MATERIAL FOR THIS TASK →
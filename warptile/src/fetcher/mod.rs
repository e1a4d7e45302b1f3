//! Tile fetch orchestration.
//!
//! [`TileFetcher`] ties the pieces together:
//!
//! ```text
//! fetch(request)
//!   ├─ normalize + cache key
//!   ├─ cache hit ──────────────────────────────► bitmap
//!   └─ miss ─► build URL ─► GET ─► decode ─► cache insert ─► bitmap
//! ```
//!
//! Failures (non-success status, transport error, undecodable body) are
//! returned to the caller and never cached.

mod coalesce;

pub use coalesce::CoalescerStats;

use parking_lot::Mutex;
use std::sync::Arc;
use tracing::{debug, info, instrument, warn};
use url::Url;

use crate::bitmap::{decode_blocking, Bitmap, DrawSurface};
use crate::cache::{CacheStats, TileCache};
use crate::config::FetcherConfig;
use crate::error::TileError;
use crate::http::{AsyncHttpClient, AsyncReqwestClient};
use crate::request::{build_url, CacheKey, NormalizedRequest, TileDefaults, TileRequest};
use coalesce::{wait_for_leader, Registration, RequestCoalescer};

/// Fetches warped tiles from a remote endpoint and memoizes the bitmaps.
///
/// Each fetcher owns exactly one [`TileCache`]; caches are never shared
/// between fetchers.
///
/// # Example
///
/// ```no_run
/// use warptile::{FetcherConfig, TileFetcher, TileRequest};
///
/// # async fn run() -> Result<(), warptile::TileError> {
/// let fetcher = TileFetcher::new(FetcherConfig::new("https://tiles.example.com/warp"))?;
/// let request = TileRequest::new([500000.0, 4649776.0, 510000.0, 4659776.0], "EPSG:32633", "s3://imagery/scene.tif");
///
/// let tile = fetcher.fetch(&request).await?;
/// println!("{}x{}", tile.width(), tile.height());
/// # Ok(())
/// # }
/// ```
pub struct TileFetcher<C = AsyncReqwestClient> {
    config: FetcherConfig,
    endpoint: Url,
    defaults: TileDefaults,
    client: C,
    cache: Mutex<TileCache>,
    coalescer: Option<RequestCoalescer>,
}

impl TileFetcher<AsyncReqwestClient> {
    /// Create a fetcher backed by a reqwest client.
    ///
    /// Fails with [`TileError::Configuration`] if the configuration is
    /// invalid (missing endpoint, zero cache size, ...).
    pub fn new(config: FetcherConfig) -> Result<Self, TileError> {
        config.validate()?;
        let client = AsyncReqwestClient::new(&config.user_agent, config.timeout)?;
        Self::with_client(config, client)
    }
}

impl<C: AsyncHttpClient> TileFetcher<C> {
    /// Create a fetcher with a custom HTTP client.
    pub fn with_client(config: FetcherConfig, client: C) -> Result<Self, TileError> {
        let endpoint = config.validate()?;

        info!(
            endpoint = %endpoint,
            cache_enabled = config.cache_enabled,
            max_cache_size = config.max_cache_size,
            coalesce_in_flight = config.coalesce_in_flight,
            "Tile fetcher created"
        );

        Ok(Self {
            defaults: TileDefaults {
                width: config.width,
                height: config.height,
                bands: config.bands.clone(),
            },
            cache: Mutex::new(TileCache::new(config.max_cache_size)),
            coalescer: config.coalesce_in_flight.then(RequestCoalescer::new),
            endpoint,
            client,
            config,
        })
    }

    /// Fetch the tile for `request`, serving it from the cache when possible.
    ///
    /// A cache hit returns without any network I/O. On a miss the tile is
    /// downloaded, decoded and (when caching is enabled) inserted, which may
    /// evict the oldest cached tile.
    ///
    /// Concurrent fetches for the same tile each download it unless
    /// `coalesce_in_flight` is enabled.
    #[instrument(skip(self, request), fields(source = %request.source, crs = %request.crs))]
    pub async fn fetch(&self, request: &TileRequest) -> Result<Arc<Bitmap>, TileError> {
        let normalized = request.normalize(&self.defaults);
        let key = CacheKey::from_request(&normalized)?;

        if self.config.cache_enabled {
            let cached = self.cache.lock().get(&key);
            if let Some(bitmap) = cached {
                debug!(key = %key, "Tile cache hit");
                return Ok(bitmap);
            }
        }

        let Some(coalescer) = &self.coalescer else {
            return self.download(&normalized, key).await;
        };

        match coalescer.register(&key) {
            Registration::Follower(rx) => wait_for_leader(rx).await,
            Registration::Leader(leader) => {
                // The previous leader may have filled the cache since our check
                let cached = self.cached(&key);
                let result = match cached {
                    Some(bitmap) => Ok(bitmap),
                    None => self.download(&normalized, key).await,
                };
                leader.complete(&result);
                result
            }
        }
    }

    /// Fetch a tile and draw it at the surface origin.
    pub async fn fetch_and_draw<S>(
        &self,
        surface: &mut S,
        request: &TileRequest,
    ) -> Result<Arc<Bitmap>, TileError>
    where
        S: DrawSurface + ?Sized,
    {
        self.fetch_and_draw_at(surface, request, 0, 0).await
    }

    /// Fetch a tile and draw it with its top-left corner at (`x`, `y`).
    ///
    /// Returns the same bitmap that was drawn. Nothing is drawn on failure.
    pub async fn fetch_and_draw_at<S>(
        &self,
        surface: &mut S,
        request: &TileRequest,
        x: i64,
        y: i64,
    ) -> Result<Arc<Bitmap>, TileError>
    where
        S: DrawSurface + ?Sized,
    {
        let bitmap = self.fetch(request).await?;
        surface.draw_bitmap(&bitmap, x, y);
        Ok(bitmap)
    }

    /// Drop every cached tile.
    pub fn clear_cache(&self) {
        let mut cache = self.cache.lock();
        let released = cache.len();
        cache.clear();
        info!(released, "Tile cache cleared");
    }

    /// Number of cached tiles.
    pub fn cache_len(&self) -> usize {
        self.cache.lock().len()
    }

    /// Whether the tile for `request` is currently cached.
    pub fn is_cached(&self, request: &TileRequest) -> bool {
        self.cache_key_for(request)
            .map(|key| self.cache.lock().contains(&key))
            .unwrap_or(false)
    }

    /// Cache key the fetcher uses for `request`.
    pub fn cache_key_for(&self, request: &TileRequest) -> Result<CacheKey, TileError> {
        CacheKey::from_request(&request.normalize(&self.defaults))
    }

    /// URL the fetcher requests for `request`.
    pub fn url_for(&self, request: &TileRequest) -> Url {
        build_url(&self.endpoint, &request.normalize(&self.defaults))
    }

    pub fn cache_stats(&self) -> CacheStats {
        self.cache.lock().stats()
    }

    /// Coalescing statistics, when coalescing is enabled.
    pub fn coalescer_stats(&self) -> Option<CoalescerStats> {
        self.coalescer.as_ref().map(RequestCoalescer::stats)
    }

    pub fn config(&self) -> &FetcherConfig {
        &self.config
    }

    fn cached(&self, key: &CacheKey) -> Option<Arc<Bitmap>> {
        if !self.config.cache_enabled {
            return None;
        }
        self.cache.lock().peek(key)
    }

    async fn download(
        &self,
        request: &NormalizedRequest<'_>,
        key: CacheKey,
    ) -> Result<Arc<Bitmap>, TileError> {
        let url = build_url(&self.endpoint, request);
        debug!(url = %url, "Fetching tile");

        let response = match self.client.get(url.as_str()).await {
            Ok(response) => response,
            Err(e) => {
                self.cache.lock().stats_mut().record_download_failure();
                return Err(e);
            }
        };

        if !response.is_success() {
            warn!(
                url = %url,
                status = response.status,
                status_text = %response.status_text,
                "Tile request failed"
            );
            self.cache.lock().stats_mut().record_download_failure();
            return Err(TileError::Fetch {
                status: response.status,
                status_text: response.status_text,
                url: url.to_string(),
            });
        }

        self.cache
            .lock()
            .stats_mut()
            .record_download(response.body.len() as u64);

        let bitmap = Arc::new(decode_blocking(response.body).await?);

        if self.config.cache_enabled {
            let evicted = self.cache.lock().put(key, Arc::clone(&bitmap));
            if let Some(evicted) = evicted {
                debug!(evicted = %evicted, "Cache full, evicted oldest tile");
            }
        }

        Ok(bitmap)
    }
}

WHAT THE EXERCISE ASKS → What lines in the material above hold the word "FetcherConfig"? Pull them out.

OUTPUT FOR THIS EXERCISE →
use crate::config::FetcherConfig;
/// use warptile::{FetcherConfig, TileFetcher, TileRequest};
/// let fetcher = TileFetcher::new(FetcherConfig::new("https://tiles.example.com/warp"))?;
    config: FetcherConfig,
    pub fn new(config: FetcherConfig) -> Result<Self, TileError> {
    pub fn with_client(config: FetcherConfig, client: C) -> Result<Self, TileError> {
    pub fn config(&self) -> &FetcherConfig {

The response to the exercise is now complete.